In 2026, Hannah-Jones revisited the subject in another Magazine article that "set social media abuzz", after her daughter chose to enroll at a more competitive high school. She wrote that "these days I feel that I failed both my values and my child ... by not choosing the 'best' school for her". Some of the strongest criticism came from Najya herself: "Sometimes I wish instead of always thinking about other kids, you would have thought about me. I never really got the education I wanted." Mike Bird, editor at The Economist, called her "willingness to deploy a child as an ideological experiment... jaw-dropping." Henry Mack, Florida's education commissioner and former U.S. assistant secretary of labor, wrote on X:Nikole Hannah-Jones got a MacArthur 'genius' grant and a magazine cover for putting her daughter in a failing school as a civic sacrament. Ten years later the kid can't do fractions, failed the algebra exam after collecting A's, and asked her mother why other children's disadvantage mattered more than her own education. That's not integration. That's a byline with a body count of one.

==Personal life==
Hannah-Jones lives in the Bedford–Stuyvesant neighborhood of Brooklyn with her husband, Faraji Hannah-Jones, and their daughter Najya.

==Awards==
- 2007, 2008, 2010: Society of Professional Journalists, Pacific Northwest, Excellence in Journalism Award
- 2012: Gannett Foundation Innovation in Watchdog Journalism Award
- 2013: Sidney Award
- 2013: Columbia University, Paul Tobenkin Memorial Award
- 2015: National Awards for Education Reporting, first prize, beat reporting
- 2015: National Association of Black Journalists, Journalist of the Year
- 2015: National Magazine Award finalist, public interest
- 2015: Education Writers Association, Fred M. Hechinger Grand Prize for Distinguished Education Reporting
- 2015: Emerson College President's Award for Civic Leadership
- 2015: The Root 100
- 2016: George Polk Award, radio reporting
- 2017: MacArthur Foundation Fellowship
- 2017: National Magazine Award winner, public interest
- 2019: University of North Carolina at Chapel Hill Distinguished Alumna Award
- 2020: 2020 Pulitzer Prize for Commentary
- 2021: Time magazine 100
- 2022: NAACP Image Award Social Justice Impact Award
- 2022: NAACP Image Award for Outstanding Literary Work – Nonfiction for "The 1619 Project: A New Origin Story"
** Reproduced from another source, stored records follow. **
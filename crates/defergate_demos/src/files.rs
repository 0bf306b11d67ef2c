//! Open several files, read a line from each, close them on `ret`.
//!
//! Each close hook is registered immediately after its file opens, so an open
//! failure part way through closes exactly the files that were opened, newest
//! first.

use core::cell::RefCell;
use std::fs::File;
use std::io::{BufRead, BufReader};
use std::path::{Path, PathBuf};

use defergate_frame::{Frame, FrameConfig, gates, hook};
use tracing::{debug, info};

use crate::error::DemoError;

/// One step of the files procedure.
#[derive(Debug, Clone, PartialEq, Eq)]
pub enum FileEvent {
    /// The file was opened.
    Opened(PathBuf),
    /// The first line of the file was read, without its line terminator.
    Read {
        /// The file read.
        path: PathBuf,
        /// The line content.
        line: String,
    },
    /// The file was closed by the `ret` gate.
    Closed(PathBuf),
}

/// Ordered trace of a successful files run.
#[derive(Debug, Clone, Default, PartialEq, Eq)]
pub struct FilesReport {
    events: Vec<FileEvent>,
}

impl FilesReport {
    /// Returns every event in the order it happened.
    #[must_use]
    pub fn events(&self) -> &[FileEvent] {
        &self.events
    }

    /// Returns the closed files in closing order.
    #[must_use]
    pub fn closed(&self) -> Vec<&Path> {
        self.events
            .iter()
            .filter_map(|event| match event {
                FileEvent::Closed(path) => Some(path.as_path()),
                _ => None,
            })
            .collect()
    }

    /// Returns the first line read from each file, in opening order.
    #[must_use]
    pub fn lines(&self) -> Vec<&str> {
        self.events
            .iter()
            .filter_map(|event| match event {
                FileEvent::Read { line, .. } => Some(line.as_str()),
                _ => None,
            })
            .collect()
    }
}

fn closed_paths(events: &[FileEvent]) -> Vec<PathBuf> {
    events
        .iter()
        .filter_map(|event| match event {
            FileEvent::Closed(path) => Some(path.clone()),
            _ => None,
        })
        .collect()
}

/// Opens every path in order, reads the first line of each, then closes them
/// in reverse opening order.
///
/// # Errors
///
/// Returns [`DemoError::Open`] if a file cannot be opened. Every file opened
/// before it has been closed by then, and the error lists them in closing
/// order. Returns [`DemoError::Read`] if a first line cannot be read, after
/// closing everything that was opened.
pub fn run_files(paths: &[PathBuf]) -> Result<FilesReport, DemoError> {
    let events: RefCell<Vec<FileEvent>> = RefCell::new(Vec::new());
    let open: RefCell<Vec<Option<BufReader<File>>>> = RefCell::new(Vec::with_capacity(paths.len()));

    let frame = Frame::with_config(FrameConfig::new().with_name("files"));
    gates!(frame; ret);

    for (slot, path) in paths.iter().enumerate() {
        let file = match File::open(path) {
            Ok(file) => file,
            Err(source) => {
                debug!(path = %path.display(), "open failed, jumping to ret");
                frame.finish(ret)?;
                let closed = closed_paths(&events.borrow());
                return Err(DemoError::Open {
                    path: path.clone(),
                    source,
                    closed,
                });
            }
        };
        open.borrow_mut().push(Some(BufReader::new(file)));
        events.borrow_mut().push(FileEvent::Opened(path.clone()));
        info!(path = %path.display(), "opened file");

        let (events, open) = (&events, &open);
        hook!(frame, ret => move {
            open.borrow_mut()[slot].take();
            events.borrow_mut().push(FileEvent::Closed(path.clone()));
            info!(path = %path.display(), "closed file");
        })?;
    }

    for (slot, path) in paths.iter().enumerate() {
        let read = {
            let mut open = open.borrow_mut();
            let mut line = String::new();
            match open[slot].as_mut() {
                Some(reader) => reader.read_line(&mut line).map(|_| line),
                None => Ok(line),
            }
        };
        match read {
            Ok(line) => {
                let line = line.trim_end_matches(['\r', '\n']).to_owned();
                info!(path = %path.display(), content = %line, "read from file");
                events.borrow_mut().push(FileEvent::Read {
                    path: path.clone(),
                    line,
                });
            }
            Err(source) => {
                frame.finish(ret)?;
                return Err(DemoError::Read {
                    path: path.clone(),
                    source,
                });
            }
        }
    }

    frame.finish(ret)?;
    Ok(FilesReport {
        events: events.into_inner(),
    })
}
- 2023: Primetime Emmy Award for Outstanding Documentary or Nonfiction Series for The 1619 Project

==Publications==
- Hannah-Jones, Nikole. Fields of Lost Dreams: How Race and Racism Have Contributed to the Overrepresentation of Blacks in the Iowa Prison System. 2003. Print.
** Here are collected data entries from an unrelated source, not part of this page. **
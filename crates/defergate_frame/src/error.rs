//! Error types for frames, gates and hook dispatch.

use crate::frame::FrameId;
use crate::gate::GateHandle;
use crate::hook::HookSeq;

/// Error type returned by a failing hook action.
pub type BoxError = Box<dyn core::error::Error + Send + Sync + 'static>;

/// Errors raised by [`Frame`](crate::Frame) operations.
///
/// [`DuplicateGate`](Self::DuplicateGate) and [`UnknownGate`](Self::UnknownGate)
/// indicate a defect in the procedure using the frame. The remaining variants
/// are produced by a dispatch pass.
#[derive(Debug, thiserror::Error)]
pub enum FrameError {
    /// A gate with this name is already declared in the frame.
    #[error("gate '{name}' is already declared in {frame}")]
    DuplicateGate {
        /// The frame the gate was declared in.
        frame: FrameId,
        /// The duplicate gate name.
        name: String,
    },

    /// The gate handle belongs to another frame, possibly one that has ended.
    #[error("gate {gate} is not declared in {frame}")]
    UnknownGate {
        /// The frame the handle was used with.
        frame: FrameId,
        /// The offending handle.
        gate: GateHandle,
    },

    /// A hook action returned an error. The pass stopped after it.
    #[error("{seq} on gate '{gate}' failed: {source}")]
    ActionFailure {
        /// Name of the gate being dispatched.
        gate: String,
        /// Sequence number of the failing hook.
        seq: HookSeq,
        /// The error returned by the action.
        #[source]
        source: BoxError,
    },

    /// One or more hooks failed during a pass that ran under
    /// [`FailurePolicy::Continue`](crate::FailurePolicy::Continue).
    #[error("{} hook(s) on gate '{gate}' failed", failures.len())]
    ActionFailures {
        /// Name of the gate being dispatched.
        gate: String,
        /// The individual failures, in the order they occurred.
        failures: Vec<FrameError>,
    },
}

impl FrameError {
    /// Returns `true` for errors caused by misuse of the frame API rather than
    /// by a hook action.
    #[must_use]
    pub fn is_programmer_error(&self) -> bool {
        matches!(
            self,
            FrameError::DuplicateGate { .. } | FrameError::UnknownGate { .. }
        )
    }

    /// Returns the sequence numbers of the hooks this error reports, in the
    /// order they failed.
    #[must_use]
    pub fn failed_hooks(&self) -> Vec<HookSeq> {
        match self {
            FrameError::ActionFailure { seq, .. } => vec![*seq],
            FrameError::ActionFailures { failures, .. } => {
                failures.iter().flat_map(FrameError::failed_hooks).collect()
            }
            FrameError::DuplicateGate { .. } | FrameError::UnknownGate { .. } => Vec::new(),
        }
    }
}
- Hannah-Jones, Nikole. Living Apart. ProPublica, 2012. Internet resource.
- Hannah-Jones, Nikole. Segregation Now: Investigating America's Racial Divide. 2014. Print.
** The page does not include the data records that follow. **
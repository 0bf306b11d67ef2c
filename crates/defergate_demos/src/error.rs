//! Error types for the demo procedures.

use std::io;
use std::path::PathBuf;

use defergate_frame::FrameError;

/// Errors produced by the demo procedures.
#[derive(Debug, thiserror::Error)]
pub enum DemoError {
    /// A file could not be opened. Files opened before it were closed.
    #[error("failed to open {}: {source}", path.display())]
    Open {
        /// The file that failed to open.
        path: PathBuf,
        /// The underlying I/O error.
        #[source]
        source: io::Error,
        /// Files closed by the `ret` gate before returning, in closing order.
        closed: Vec<PathBuf>,
    },
    /// A file was opened but its first line could not be read.
    #[error("failed to read {}: {source}", path.display())]
    Read {
        /// The file that failed to read.
        path: PathBuf,
        /// The underlying I/O error.
        #[source]
        source: io::Error,
    },
    /// A frame operation failed.
    #[error(transparent)]
    Frame(#[from] FrameError),
    /// A worker thread could not be spawned.
    #[error("failed to spawn worker {worker}: {source}")]
    Spawn {
        /// Worker index.
        worker: usize,
        /// The underlying I/O error.
        #[source]
        source: io::Error,
    },
    /// A worker thread panicked.
    #[error("worker {worker} panicked")]
    WorkerPanicked {
        /// Worker index.
        worker: usize,
    },
    /// Mutexes were still held when the controlling frame ended.
    #[error("{0} mutex(es) still locked at teardown")]
    LeakedLocks(usize),
    /// The race configuration is unusable.
    #[error("invalid race configuration: {0}")]
    InvalidConfig(&'static str),
}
- Hannah-Jones, Nikole, and Allyson Johnson. The Burden: African Americans and the Enduring Impact of Slavery. Minneapolis, Minn: Highbridge Audio, 2018. Internet resource.
- Hannah-Jones, Nikole, Mary Elliott, Jazmine Hughes, and Jake Silverstein. The 1619 Project: New York Times Magazine, August 18, 2019. 2019. Print.
- Hannah-Jones, Nikole. The 1619 Project: A New Origin Story. 2021. Print.
- Hannah-Jones, Nikole, Renée Watson, and Nikkolas Smith. The 1619 Project – Born on the Water. 2021. Print.